Action item | Each line below needs to be repeated precisely as it is.

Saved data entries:
//! Readiness of every service target in deployment order.

use crate::profile::EnvironmentProfile;
use crate::readiness::ReadinessCheck;
use crate::sequence::Sequence;
use crate::targets::ServiceTarget;

pub const SEQUENCE_NAME: &str = "deployment_order";

/// One `<target>_ready` step per target, edge first, Tax Engine last.
pub fn sequence(profile: &EnvironmentProfile) -> Sequence {
    ServiceTarget::deployment_order(profile)
        .into_iter()
        .fold(Sequence::new(SEQUENCE_NAME), |sequence, target| {
            let name = format!("{}_ready", target.name());
            sequence.step(ReadinessCheck::new(name, target))
        })
}

#[cfg(test)]
mod tests {
    use super::*;
    use crate::gate::SkipReason;
    use crate::report::Outcome;
    use crate::session::Session;
    use crate::testing::{profile, RecordingTransport};
    use crate::transport::HttpResponse;
    use std::sync::Arc;

    #[test]
    fn test_steps_follow_deployment_order() {
        let sequence = sequence(&profile(&[]));

        assert_eq!(
            sequence.case_names(),
            [
                "deployment_order::aws_edge_ready",
                "deployment_order::search_index_ready",
                "deployment_order::relational_store_ready",
                "deployment_order::knox_ready",
                "deployment_order::alchemy_ready",
                "deployment_order::heimdall_ready",
                "deployment_order::tax_engine_ready",
            ]
        );
    }

    #[tokio::test]
    async fn test_unready_knox_skips_later_targets_without_requests() {
        let transport = Arc::new(RecordingTransport::responding(|request| {
            if request.url.starts_with("http://knox.test") {
                Ok(HttpResponse::new(503, ""))
            } else {
                Ok(HttpResponse::new(200, r#"{"services": {}, "status": "yellow"}"#))
            }
        }));
        let session = Session::with_transport(
            profile(&[("YONDA_ENABLE_SMOKE", "1"), ("YONDA_PROBE_ATTEMPTS", "2")]),
            transport.clone(),
        );

        let reports = sequence(session.profile()).run(&session).await;

        let outcomes: Vec<_> = reports.iter().map(|r| &r.outcome).collect();
        assert_eq!(outcomes[..3], [&Outcome::Passed, &Outcome::Passed, &Outcome::Passed]);
        assert!(outcomes[3].is_failure());
        let upstream = Outcome::Skipped(SkipReason::UpstreamFailed {
            check: "deployment_order::knox_ready".to_string(),
        });
        for outcome in &outcomes[4..] {
            assert_eq!(*outcome, &upstream);
        }

        // Three passing probes plus two attempts against Knox; nothing after it.
        let urls = transport.urls();
        assert_eq!(urls.len(), 5);
        assert!(urls.iter().all(|url| !url.contains("alchemy")
            && !url.contains("heimdall")
            && !url.contains("tax_engine")));
    }
}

Output |
//! Readiness of every service target in deployment order.

use crate::profile::EnvironmentProfile;
use crate::readiness::ReadinessCheck;
use crate::sequence::Sequence;
use crate::targets::ServiceTarget;

pub const SEQUENCE_NAME: &str = "deployment_order";

/// One `<target>_ready` step per target, edge first, Tax Engine last.
pub fn sequence(profile: &EnvironmentProfile) -> Sequence {
    ServiceTarget::deployment_order(profile)
        .into_iter()
        .fold(Sequence::new(SEQUENCE_NAME), |sequence, target| {
            let name = format!("{}_ready", target.name());
            sequence.step(ReadinessCheck::new(name, target))
        })
}

#[cfg(test)]
mod tests {
    use super::*;
    use crate::gate::SkipReason;
    use crate::report::Outcome;
    use crate::session::Session;
    use crate::testing::{profile, RecordingTransport};
    use crate::transport::HttpResponse;
    use std::sync::Arc;

    #[test]
    fn test_steps_follow_deployment_order() {
        let sequence = sequence(&profile(&[]));

        assert_eq!(
            sequence.case_names(),
            [
                "deployment_order::aws_edge_ready",
                "deployment_order::search_index_ready",
                "deployment_order::relational_store_ready",
                "deployment_order::knox_ready",
                "deployment_order::alchemy_ready",
                "deployment_order::heimdall_ready",
                "deployment_order::tax_engine_ready",
            ]
        );
    }

    #[tokio::test]
    async fn test_unready_knox_skips_later_targets_without_requests() {
        let transport = Arc::new(RecordingTransport::responding(|request| {
            if request.url.starts_with("http://knox.test") {
                Ok(HttpResponse::new(503, ""))
            } else {
                Ok(HttpResponse::new(200, r#"{"services": {}, "status": "yellow"}"#))
            }
        }));
        let session = Session::with_transport(
            profile(&[("YONDA_ENABLE_SMOKE", "1"), ("YONDA_PROBE_ATTEMPTS", "2")]),
            transport.clone(),
        );

        let reports = sequence(session.profile()).run(&session).await;

        let outcomes: Vec<_> = reports.iter().map(|r| &r.outcome).collect();
        assert_eq!(outcomes[..3], [&Outcome::Passed, &Outcome::Passed, &Outcome::Passed]);
        assert!(outcomes[3].is_failure());
        let upstream = Outcome::Skipped(SkipReason::UpstreamFailed {
            check: "deployment_order::knox_ready".to_string(),
        });
        for outcome in &outcomes[4..] {
            assert_eq!(*outcome, &upstream);
        }

        // Three passing probes plus two attempts against Knox; nothing after it.
        let urls = transport.urls();
        assert_eq!(urls.len(), 5);
        assert!(urls.iter().all(|url| !url.contains("alchemy")
            && !url.contains("heimdall")
            && !url.contains("tax_engine")));
    }
}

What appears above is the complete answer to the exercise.